What you have to do: Search the entries below for the string "eprintln" and copy the lines that hold it.

Extracted entries:
....................
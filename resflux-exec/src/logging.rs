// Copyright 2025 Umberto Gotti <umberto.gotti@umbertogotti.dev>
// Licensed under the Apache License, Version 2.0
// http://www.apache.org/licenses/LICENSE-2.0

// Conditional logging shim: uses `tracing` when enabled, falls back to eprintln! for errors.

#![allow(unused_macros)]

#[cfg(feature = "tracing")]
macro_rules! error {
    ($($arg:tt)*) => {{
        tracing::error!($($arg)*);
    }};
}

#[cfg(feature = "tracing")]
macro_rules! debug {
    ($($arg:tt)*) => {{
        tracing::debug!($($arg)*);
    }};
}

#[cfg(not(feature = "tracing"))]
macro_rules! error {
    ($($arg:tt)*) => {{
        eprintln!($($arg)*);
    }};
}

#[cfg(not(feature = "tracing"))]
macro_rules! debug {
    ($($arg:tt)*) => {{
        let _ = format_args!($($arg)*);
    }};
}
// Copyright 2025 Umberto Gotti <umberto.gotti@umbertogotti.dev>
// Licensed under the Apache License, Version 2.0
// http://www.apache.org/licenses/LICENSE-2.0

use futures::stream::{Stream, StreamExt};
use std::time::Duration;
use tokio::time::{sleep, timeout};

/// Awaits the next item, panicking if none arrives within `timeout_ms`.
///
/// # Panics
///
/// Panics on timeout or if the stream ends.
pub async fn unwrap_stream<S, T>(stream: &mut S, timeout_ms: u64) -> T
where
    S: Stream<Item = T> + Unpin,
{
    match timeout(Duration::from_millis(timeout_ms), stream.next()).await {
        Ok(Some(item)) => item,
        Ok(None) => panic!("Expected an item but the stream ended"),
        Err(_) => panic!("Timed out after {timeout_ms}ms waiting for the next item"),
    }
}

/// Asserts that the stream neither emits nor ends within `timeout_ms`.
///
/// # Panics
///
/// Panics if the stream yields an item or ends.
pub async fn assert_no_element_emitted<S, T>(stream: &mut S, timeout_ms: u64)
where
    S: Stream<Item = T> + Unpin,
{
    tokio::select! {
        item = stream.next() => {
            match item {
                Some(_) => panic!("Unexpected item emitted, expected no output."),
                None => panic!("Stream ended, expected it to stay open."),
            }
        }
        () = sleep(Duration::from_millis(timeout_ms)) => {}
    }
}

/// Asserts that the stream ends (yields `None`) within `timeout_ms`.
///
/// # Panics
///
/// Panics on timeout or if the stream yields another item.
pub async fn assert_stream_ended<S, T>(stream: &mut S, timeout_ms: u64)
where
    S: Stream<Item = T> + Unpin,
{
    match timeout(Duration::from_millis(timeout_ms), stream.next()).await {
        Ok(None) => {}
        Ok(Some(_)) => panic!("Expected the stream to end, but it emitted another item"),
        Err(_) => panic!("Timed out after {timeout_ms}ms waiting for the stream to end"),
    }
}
....................
Exercise solution:
// Conditional logging shim: uses `tracing` when enabled, falls back to eprintln! for errors.
        eprintln!($($arg)*);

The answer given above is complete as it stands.